▸ MATERIAL FOR THE TASK:
---
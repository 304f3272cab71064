//! The per-addon config watcher.
//!
//! A [`ConfigWatcher`] follows one configuration object and mirrors its generation
//! into the owning addon's `status.configReference.lastObservedGeneration`.

use std::{sync::Arc, time::Duration};

use backoff::backoff::Backoff;
use futures::StreamExt;
use kube_core::DynamicObject;
use tokio::time::{sleep_until, Instant};
use tokio_util::sync::CancellationToken;

use crate::{
    addon::{AddonKey, Fingerprint, ManagedClusterAddOn},
    config::RetryPolicy,
    error::with_timeout,
    subscriber::{EventStream, Lister, QualifiedName, StatusWriter},
    Error, Result,
};

/// The generation to record after observing a config object at `generation`.
///
/// Objects that do not populate their generation bump the previous value instead.
pub fn next_observed_generation(previous: i64, generation: i64) -> i64 {
    if generation > 0 {
        generation
    } else {
        previous.saturating_add(1)
    }
}

pub struct ConfigWatcher<W> {
    addon: AddonKey,
    fingerprint: Fingerprint,
    config_namespace: Option<String>,
    configs: Arc<dyn Lister<DynamicObject>>,
    addons: Arc<dyn Lister<ManagedClusterAddOn>>,
    writer: Arc<W>,
    call_timeout: Duration,
    retry: RetryPolicy,
}

impl<W: StatusWriter> ConfigWatcher<W> {
    #[allow(clippy::too_many_arguments)]
    pub fn new(
        addon: AddonKey,
        fingerprint: Fingerprint,
        config_namespace: Option<String>,
        configs: Arc<dyn Lister<DynamicObject>>,
        addons: Arc<dyn Lister<ManagedClusterAddOn>>,
        writer: Arc<W>,
        call_timeout: Duration,
        retry: RetryPolicy,
    ) -> Self {
        Self {
            addon,
            fingerprint,
            config_namespace,
            configs,
            addons,
            writer,
            call_timeout,
            retry,
        }
    }

    /// Refreshes the addon's observed generation from the config object named `name`.
    pub async fn sync(&self, name: &str) -> Result<()> {
        let config_key = QualifiedName {
            namespace: self.config_namespace.clone(),
            name: name.to_owned(),
        };
        let Some(config) = self.configs.get(&config_key) else {
            log::debug!("Config object {config_key} of addon {} not found", self.addon);
            return Ok(());
        };
        let Some(addon) = self.addons.get(&(&self.addon).into()) else {
            log::debug!("Addon {} not found", self.addon);
            return Ok(());
        };
        let Some(reference) = addon.config_reference() else {
            return Ok(());
        };
        if reference.fingerprint() != self.fingerprint {
            // the supervisor replaces this watcher; do not race the new one
            log::debug!(
                "Addon {} now references {}, skipping update from {}",
                self.addon,
                reference.fingerprint(),
                self.fingerprint
            );
            return Ok(());
        }

        let generation = config.metadata.generation.unwrap_or(0);
        let observed = next_observed_generation(reference.last_observed_generation, generation);
        if observed == reference.last_observed_generation {
            return Ok(());
        }

        let mut updated = ManagedClusterAddOn::clone(&addon);
        if let Some(reference) = updated
            .status
            .as_mut()
            .and_then(|status| status.config_reference.as_mut())
        {
            reference.last_observed_generation = observed;
        }

        match with_timeout(self.call_timeout, self.writer.update_status(&updated)).await {
            Ok(()) => {
                log::debug!(
                    "Addon {} observed generation {observed} of {}",
                    self.addon,
                    self.fingerprint
                );
                Ok(())
            }
            Err(Error::NotFound(_)) => Ok(()),
            Err(err) => Err(err),
        }
    }

    /// Syncs once per delivered event until `token` is cancelled or the event stream ends.
    ///
    /// A failed sync is retried with backoff. Events arriving meanwhile queue up behind it, so each
    /// delivered event is applied exactly once.
    pub async fn run(self, token: CancellationToken, mut events: EventStream) {
        let mut backoff = self.retry.backoff();
        let mut name = String::new();
        let mut unapplied = 0u32;
        let mut retry_at: Option<Instant> = None;

        loop {
            let deadline = retry_at.unwrap_or_else(Instant::now);
            tokio::select! {
                biased;
                () = token.cancelled() => return,
                () = sleep_until(deadline), if retry_at.is_some() => retry_at = None,
                event = events.next() => match event {
                    Some(Ok(event)) => {
                        name = event.key.name;
                        unapplied = unapplied.saturating_add(1);
                    }
                    Some(Err(err)) => {
                        log::warn!("Config watch of addon {} failed: {err}", self.addon);
                        continue;
                    }
                    None => {
                        log::warn!("Config watch of addon {} ended", self.addon);
                        return;
                    }
                },
            }
            if retry_at.is_some() {
                continue;
            }

            while unapplied > 0 {
                let result = tokio::select! {
                    biased;
                    () = token.cancelled() => return,
                    result = self.sync(&name) => result,
                };
                match result {
                    Ok(()) => {
                        unapplied -= 1;
                        backoff.reset();
                    }
                    Err(err) => {
                        let delay = self.retry.next_delay(&mut backoff);
                        log::warn!(
                            "Cannot update addon {} from {name}, retrying in {delay:?}: {err}",
                            self.addon
                        );
                        retry_at = Some(Instant::now() + delay);
                        break;
                    }
                }
            }
        }
    }
}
---
▸ PROBLEM TO SOLVE: All of the data needs to be printed once more, exactly.

▸ PROBLEM SOLUTION:
repository 304f3272cab71064
//! The per-addon config watcher.
//!
//! A [`ConfigWatcher`] follows one configuration object and mirrors its generation
//! into the owning addon's `status.configReference.lastObservedGeneration`.

use std::{sync::Arc, time::Duration};

use backoff::backoff::Backoff;
use futures::StreamExt;
use kube_core::DynamicObject;
use tokio::time::{sleep_until, Instant};
use tokio_util::sync::CancellationToken;

use crate::{
    addon::{AddonKey, Fingerprint, ManagedClusterAddOn},
    config::RetryPolicy,
    error::with_timeout,
    subscriber::{EventStream, Lister, QualifiedName, StatusWriter},
    Error, Result,
};

/// The generation to record after observing a config object at `generation`.
///
/// Objects that do not populate their generation bump the previous value instead.
pub fn next_observed_generation(previous: i64, generation: i64) -> i64 {
    if generation > 0 {
        generation
    } else {
        previous.saturating_add(1)
    }
}

pub struct ConfigWatcher<W> {
    addon: AddonKey,
    fingerprint: Fingerprint,
    config_namespace: Option<String>,
    configs: Arc<dyn Lister<DynamicObject>>,
    addons: Arc<dyn Lister<ManagedClusterAddOn>>,
    writer: Arc<W>,
    call_timeout: Duration,
    retry: RetryPolicy,
}

impl<W: StatusWriter> ConfigWatcher<W> {
    #[allow(clippy::too_many_arguments)]
    pub fn new(
        addon: AddonKey,
        fingerprint: Fingerprint,
        config_namespace: Option<String>,
        configs: Arc<dyn Lister<DynamicObject>>,
        addons: Arc<dyn Lister<ManagedClusterAddOn>>,
        writer: Arc<W>,
        call_timeout: Duration,
        retry: RetryPolicy,
    ) -> Self {
        Self {
            addon,
            fingerprint,
            config_namespace,
            configs,
            addons,
            writer,
            call_timeout,
            retry,
        }
    }

    /// Refreshes the addon's observed generation from the config object named `name`.
    pub async fn sync(&self, name: &str) -> Result<()> {
        let config_key = QualifiedName {
            namespace: self.config_namespace.clone(),
            name: name.to_owned(),
        };
        let Some(config) = self.configs.get(&config_key) else {
            log::debug!("Config object {config_key} of addon {} not found", self.addon);
            return Ok(());
        };
        let Some(addon) = self.addons.get(&(&self.addon).into()) else {
            log::debug!("Addon {} not found", self.addon);
            return Ok(());
        };
        let Some(reference) = addon.config_reference() else {
            return Ok(());
        };
        if reference.fingerprint() != self.fingerprint {
            // the supervisor replaces this watcher; do not race the new one
            log::debug!(
                "Addon {} now references {}, skipping update from {}",
                self.addon,
                reference.fingerprint(),
                self.fingerprint
            );
            return Ok(());
        }

        let generation = config.metadata.generation.unwrap_or(0);
        let observed = next_observed_generation(reference.last_observed_generation, generation);
        if observed == reference.last_observed_generation {
            return Ok(());
        }

        let mut updated = ManagedClusterAddOn::clone(&addon);
        if let Some(reference) = updated
            .status
            .as_mut()
            .and_then(|status| status.config_reference.as_mut())
        {
            reference.last_observed_generation = observed;
        }

        match with_timeout(self.call_timeout, self.writer.update_status(&updated)).await {
            Ok(()) => {
                log::debug!(
                    "Addon {} observed generation {observed} of {}",
                    self.addon,
                    self.fingerprint
                );
                Ok(())
            }
            Err(Error::NotFound(_)) => Ok(()),
            Err(err) => Err(err),
        }
    }

    /// Syncs once per delivered event until `token` is cancelled or the event stream ends.
    ///
    /// A failed sync is retried with backoff. Events arriving meanwhile queue up behind it, so each
    /// delivered event is applied exactly once.
    pub async fn run(self, token: CancellationToken, mut events: EventStream) {
        let mut backoff = self.retry.backoff();
        let mut name = String::new();
        let mut unapplied = 0u32;
        let mut retry_at: Option<Instant> = None;

        loop {
            let deadline = retry_at.unwrap_or_else(Instant::now);
            tokio::select! {
                biased;
                () = token.cancelled() => return,
                () = sleep_until(deadline), if retry_at.is_some() => retry_at = None,
                event = events.next() => match event {
                    Some(Ok(event)) => {
                        name = event.key.name;
                        unapplied = unapplied.saturating_add(1);
                    }
                    Some(Err(err)) => {
                        log::warn!("Config watch of addon {} failed: {err}", self.addon);
                        continue;
                    }
                    None => {
                        log::warn!("Config watch of addon {} ended", self.addon);
                        return;
                    }
                },
            }
            if retry_at.is_some() {
                continue;
            }

            while unapplied > 0 {
                let result = tokio::select! {
                    biased;
                    () = token.cancelled() => return,
                    result = self.sync(&name) => result,
                };
                match result {
                    Ok(()) => {
                        unapplied -= 1;
                        backoff.reset();
                    }
                    Err(err) => {
                        let delay = self.retry.next_delay(&mut backoff);
                        log::warn!(
                            "Cannot update addon {} from {name}, retrying in {delay:?}: {err}",
                            self.addon
                        );
                        retry_at = Some(Instant::now() + delay);
                        break;
                    }
                }
            }
        }
    }
}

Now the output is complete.